CHAPITRE 18

  Beeka c’est le quartier où ceux qui ont tout perdu dans les casinos du Smith peuvent espérer se refaire en misant une part d’eux même. Tous les enjeux sont permis ici bas. J’ai vu des hommes et des femmes perdre un œil, un rein, voir pire encore sur un coup de dés ou une partie d’écarté.

J’ai vu des putains abattre des journées de cinquante à soixante clients, des putains devenir riches à millions, des putains battues à mort par leur mac qui leur reprochaient de mal sucer le client. J’ai vu des hommes broyés dans des containers à ordures parce qu’ils n’avaient pas compris qu’une dette de jeu ne dure que 24 heures, j’ai vu des hommes prêt à vendre leurs enfants pour une dose, j’ai vu des hommes qui acceptaient ce paiement.
De nuit, les néons brillent si fort et si rouge, que les rues se couvrent d’un sang électrique qui colle aux semelles. Il y a des vitrines humaines, des vitrines de bouffe, de matériel informatique, de vêtements, de meubles… avec des hommes et des femmes endormis sur chaque fauteuil, chaque canapé, chaque matelas de démonstration. Il y a les odeurs des kebabs, les parfums des ramens , le cliquetis crissant des carapaces d’étrilles que l’on broie avant de les griller à la flamme de gaz, la molle ondulation des soupes de méduses… J’aime les effluves de tabac, les remugles d’égouts qui vomissent le purin de cette jungle.
J’ai plongé dans ce maelstrom de vie grouillante.

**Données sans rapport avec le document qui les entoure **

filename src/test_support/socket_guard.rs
//! Skips wiremock-backed tests on hosts that cannot bind localhost.

use std::net::TcpListener;
use std::panic::Location;

use wiremock::MockServer;

/// Env var that turns a skipped socket test into a failure.
pub const REQUIRE_SOCKET_TESTS_ENV: &str = "TRCTL_REQUIRE_SOCKET_TESTS";

#[must_use]
pub fn socket_tests_required() -> bool {
    std::env::var(REQUIRE_SOCKET_TESTS_ENV)
        .ok()
        .is_some_and(|value| matches!(value.to_ascii_lowercase().as_str(), "1" | "true" | "yes"))
}

#[track_caller]
#[must_use]
pub fn should_skip_socket_bound_test() -> bool {
    if TcpListener::bind("127.0.0.1:0").is_ok() {
        return false;
    }

    let location = Location::caller();
    let message = format!(
        "[socket-bound-test] localhost bind failed at {}:{}; mock daemon unavailable",
        location.file(),
        location.line()
    );
    assert!(
        !socket_tests_required(),
        "{message}. Unset {REQUIRE_SOCKET_TESTS_ENV} to allow skipping."
    );
    eprintln!("{message}. Skipping. Set {REQUIRE_SOCKET_TESTS_ENV}=1 to fail instead.");
    true
}

/// Starts a mock daemon, or returns `None` when sockets are unavailable.
pub async fn start_mock_server_or_skip() -> Option<MockServer> {
    if should_skip_socket_bound_test() {
        None
    } else {
        Some(MockServer::start().await)
    }
}

#[cfg(test)]
mod tests {
    use super::*;

    #[test]
    fn test_guard_agrees_with_direct_bind() {
        let can_bind = TcpListener::bind("127.0.0.1:0").is_ok();
        if !can_bind && socket_tests_required() {
            return;
        }
        assert_eq!(should_skip_socket_bound_test(), !can_bind);
    }
}
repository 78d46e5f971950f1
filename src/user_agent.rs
//! User-Agent string sent with every RPC request.

/// Default User-Agent (identifies the tool and its version).
#[must_use]
pub(crate) fn default_user_agent() -> String {
    let version = env!("CARGO_PKG_VERSION");
    format!("trctl/{version} (transmission-rpc-client)")
}
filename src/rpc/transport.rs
//! HTTP channel to the daemon.
//!
//! The session adapter only needs "POST these bytes with this session token
//! and tell me the status, the session header and the body". [`Transport`]
//! captures that seam; [`HttpTransport`] implements it on top of `reqwest`.

use std::time::Duration;

use async_trait::async_trait;
use reqwest::Client;
use reqwest::header::{CONTENT_TYPE, HOST};
use tracing::{debug, instrument};
use url::Url;

use super::error::RpcError;

/// Header carrying the session token in both directions.
pub const SESSION_ID_HEADER: &str = "X-Transmission-Session-Id";

/// Upper bound for establishing the TCP connection.
const CONNECT_TIMEOUT: Duration = Duration::from_secs(10);

/// Raw HTTP reply handed back to the session adapter.
#[derive(Debug, Clone, PartialEq, Eq)]
pub struct HttpReply {
    /// HTTP status code.
    pub status: u16,
    /// Value of the session header, if the daemon sent one.
    pub session_id: Option<String>,
    /// Response body.
    pub body: Vec<u8>,
}

/// One-shot HTTP POST to the RPC endpoint.
#[async_trait]
pub trait Transport: Send + Sync {
    /// Posts `body` with the given session token and optional Host override.
    ///
    /// Non-2xx statuses are returned as replies, not errors; only failures to
    /// complete the exchange are errors.
    ///
    /// # Errors
    ///
    /// Returns [`RpcError::Connect`] or [`RpcError::Timeout`] when the exchange
    /// cannot complete.
    async fn post(
        &self,
        body: &[u8],
        session_id: &str,
        host: Option<&str>,
    ) -> Result<HttpReply, RpcError>;
}

/// [`Transport`] over a pooled `reqwest` client.
///
/// The client is built once and reused for every call; dropping the
/// transport closes its connection pool.
#[derive(Debug, Clone)]
pub struct HttpTransport {
    client: Client,
    url: Url,
    display_url: String,
}

impl HttpTransport {
    /// Creates a transport posting to `url`.
    ///
    /// Credentials embedded in `url` are sent as HTTP basic auth.
    ///
    /// # Errors
    ///
    /// Returns [`RpcError::ClientBuild`] if the HTTP client cannot be built.
    pub fn new(url: Url, timeout: Duration, user_agent: &str) -> Result<Self, RpcError> {
        let client = build_client(timeout, user_agent)
            .map_err(|source| RpcError::ClientBuild { source })?;
        let display_url = redact_url(&url);
        Ok(Self {
            client,
            url,
            display_url,
        })
    }

    /// Endpoint URL with any password masked.
    #[must_use]
    pub fn display_url(&self) -> &str {
        &self.display_url
    }
}

#[async_trait]
impl Transport for HttpTransport {
    #[instrument(level = "debug", skip(self, body, session_id), fields(url = %self.display_url, bytes = body.len()))]
    async fn post(
        &self,
        body: &[u8],
        session_id: &str,
        host: Option<&str>,
    ) -> Result<HttpReply, RpcError> {
        let mut request = self
            .client
            .post(self.url.clone())
            .header(CONTENT_TYPE, "application/json")
            .header(SESSION_ID_HEADER, session_id)
            .body(body.to_vec());
        if let Some(host) = host {
            request = request.header(HOST, host);
        }

        let response = request
            .send()
            .await
            .map_err(|e| RpcError::from_transport(self.display_url.clone(), e))?;

        let status = response.status().as_u16();
        let session_id = response
            .headers()
            .get(SESSION_ID_HEADER)
            .and_then(|v| v.to_str().ok())
            .map(str::to_string);
        let body = response
            .bytes()
            .await
            .map_err(|e| RpcError::from_transport(self.display_url.clone(), e))?;

        debug!(status, bytes = body.len(), "received reply");
        Ok(HttpReply {
            status,
            session_id,
            body: body.to_vec(),
        })
    }
}

fn build_client(timeout: Duration, user_agent: &str) -> Result<Client, reqwest::Error> {
    Client::builder()
        .connect_timeout(CONNECT_TIMEOUT.min(timeout))
        .timeout(timeout)
        .gzip(true)
        .user_agent(user_agent)
        .build()
}

/// Renders `url` with its password replaced by `***`.
#[must_use]
pub fn redact_url(url: &Url) -> String {
    if url.password().is_none() {
        return url.to_string();
    }
    let mut redacted = url.clone();
    if redacted.set_password(Some("***")).is_err() {
        return url.to_string();
    }
    redacted.to_string()
}
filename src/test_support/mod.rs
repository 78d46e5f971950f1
//! Helpers shared by unit tests.

pub mod socket_guard;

Montant dans des fumeries d’opium au quinzième étage du 112 Billabong, m’enfouissant dans des latex club au sixième sous sol du 22A Guomindang road, j’ai éclusé des bars entiers, vidant Sark sur Sark, mélangeant l’éther et les pilules d’amphétamines. Je vivais à nouveau.
Il y avait toujours cette même odeur, faite de peur, de sperme obscur, de tabac tiède, de sueur rance, et surtout ce parfum d’excitation de la nuit ouverte. J’entrais dans des caves où le sursaut lourd et hurlant de la grosse caisse aspirait le cœur en un battement synthétique. Des corps gesticulants dans des nuages de fumées blanches, les rayons verts et bleus des lasers, des camés écroulés sur les pissotières noires et blanches des backroom. Des rires, des chuchotements, des mains sur le corps. La nuit souterraine lâchait ses créatures à peine ébauchées, où un mot vaut une promesse, une caresse un souvenir érotique. Chaque marche descendue rapprochait de l’enfer et du paradis.

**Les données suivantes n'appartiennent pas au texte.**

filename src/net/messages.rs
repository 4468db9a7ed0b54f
// JSON message type definitions
// Control and event messages exchanged between monitor, relay and upstream peer

use serde::{Deserialize, Serialize};

use crate::events::Event;

/// One decoded event as forwarded to the monitoring client.
#[derive(Debug, Clone, PartialEq, Serialize, Deserialize)]
pub struct EventEnvelope {
    #[serde(flatten)]
    pub event: Event,
    /// Only on matched receives
    #[serde(default, skip_serializing_if = "Option::is_none")]
    pub latency: Option<f64>,
    /// Clock offset to the upstream peer at forward time, null while unknown
    #[serde(rename = "clockDelta", default)]
    pub clock_delta: Option<f64>,
}

impl EventEnvelope {
    pub fn new(event: Event, clock_delta: Option<f64>) -> Self {
        EventEnvelope {
            event,
            latency: None,
            clock_delta,
        }
    }
}

/// Every message on a relay link, discriminated by `type`.
#[derive(Debug, Clone, PartialEq, Serialize, Deserialize)]
#[serde(tag = "type")]
pub enum ControlMessage {
    /// Ask the relay to open its upstream link.
    #[serde(rename = "connect")]
    Connect { ip: String },

    #[serde(rename = "request-sync")]
    RequestSync,

    #[serde(rename = "sync-1")]
    Sync1 { timestamp: f64 },

    #[serde(rename = "sync-2")]
    Sync2 { t1: f64, timestamp: f64 },

    #[serde(rename = "sync-3")]
    Sync3 { t1: f64, t2: f64 },

    /// Sent to a client that connects while another session is active.
    #[serde(rename = "busy")]
    Busy,

    #[serde(rename = "message")]
    Message(EventEnvelope),
}

impl ControlMessage {
    pub fn kind(&self) -> &'static str {
        match self {
            ControlMessage::Connect { .. } => "connect",
            ControlMessage::RequestSync => "request-sync",
            ControlMessage::Sync1 { .. } => "sync-1",
            ControlMessage::Sync2 { .. } => "sync-2",
            ControlMessage::Sync3 { .. } => "sync-3",
            ControlMessage::Busy => "busy",
            ControlMessage::Message(_) => "message",
        }
    }
}
// Testbed Monitor
// Dashboard client for a testbed relay with a time-travel console and HTTP state endpoint

use testbed_relay::config::MonitorConfig;
use testbed_relay::dashboard::Dashboard;
use testbed_relay::net::http;
use testbed_relay::net::monitor::stdin_console;
use testbed_relay::net::{Connection, ControlMessage, Monitor};
use tokio::sync::mpsc;
use clap::Parser;
use tracing::{info, error, warn};

fn main() -> Result<(), Box<dyn std::error::Error>> {
    let config = MonitorConfig::parse();

    init_logging(config.verbose);

    let runtime = tokio::runtime::Builder::new_current_thread().enable_all().build()?;
    let result = runtime.block_on(run(config));
    // a console read still parked on stdin must not hold up exit
    runtime.shutdown_background();
    result
}

async fn run(config: MonitorConfig) -> Result<(), Box<dyn std::error::Error>> {
    let mut dashboard = Dashboard::new();
    if let Some(path) = &config.import {
        match dashboard.load_history_from(path) {
            Ok(()) => info!("Imported {} snapshots from {}", dashboard.history().len(), path.display()),
            Err(e) => warn!("Import of {} failed, starting empty: {}", path.display(), e),
        }
    }
    let (mut monitor, state_rx) = Monitor::new(dashboard);

    if let Some(port) = config.http_port {
        match tokio::net::TcpListener::bind((std::net::Ipv4Addr::UNSPECIFIED, port)).await {
            Ok(listener) => {
                let app = http::router(state_rx.clone(), config.static_dir.clone());
                tokio::spawn(http::serve(listener, app));
            }
            Err(e) => error!("HTTP server failed to bind to port {}: {}", port, e),
        }
    }

    let mut relay = match Connection::connect(&config.relay).await {
        Ok(conn) => conn,
        Err(e) => {
            error!("Failed to connect to relay {}: {}", config.relay, e);
            return Err(e.into());
        }
    };
    info!("Connected to relay {}", relay.peer_addr());

    if let Some(ip) = &config.remote {
        info!("Asking relay to bridge to {}", ip);
        relay.send(&ControlMessage::Connect { ip: ip.clone() }).await?;
    }

    let (shutdown_tx, mut shutdown_rx) = mpsc::channel::<()>(1);
    tokio::spawn(async move {
        match tokio::signal::ctrl_c().await {
            Ok(()) => {
                info!("Received shutdown signal (Ctrl+C)");
                let _ = shutdown_tx.send(()).await;
            }
            Err(err) => error!("Unable to listen for shutdown signal: {}", err),
        }
    });

    monitor.run(&mut relay, Some(stdin_console()), &mut shutdown_rx).await?;

    let _ = relay.shutdown().await;
    info!("Monitor stopped with {} snapshots", monitor.dashboard().history().len());
    Ok(())
}

/// Initialize logging subsystem
fn init_logging(verbose: bool) {
    let subscriber = tracing_subscriber::fmt()
        .with_target(false)
        .with_level(true)
        .with_writer(std::io::stderr);

    if verbose {
        subscriber.with_max_level(tracing::Level::DEBUG).init();
        info!("Verbose logging enabled (DEBUG level)");
    } else {
        subscriber.with_max_level(tracing::Level::INFO).init();
    }
}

Je traversais des places couvertes de tentes éclairées de flambeaux, beige et tabac, des buffets tendus de blanc sur lesquels cent bouches affamées se ruaient sous une musique arabe. Je forçais des appartements où des grouillements de salarymen chantaient la joie et le malheur du monde devant des écrans karaokés, en engloutissant des brasseries entières. Je marchais sur des fêtards épuisés de drogues et de lucre, je bousculais des files de pied de grue devant des boîtes aux portes closes.
C’était ma nuit. La grande, la belle. Celle qui braille et qui gueule.
À boire, à boire !!!
Je veux ma dose d’hérésie, ma dose d’ambroisie !
Réveille nos âmes mortes et nos passions éteintes.
Grace soit faite au ciel électrique qui nous protège de l’obscurité.
Je marchais dans cette nuit, de sous-sols en terrasses, de plain-pied en lointains étages. Et partout, j’ouvrais des portes closes à coups de pieds, fermais des bouches trop souriantes avec mes poings, renversais des tables, des tabourets et des vidéo-box. Je bousculais tout ce qui se dressait devant moi. Je déchaînais la peur et la souffrance ! L’ange exterminateur ! J’étais la loi !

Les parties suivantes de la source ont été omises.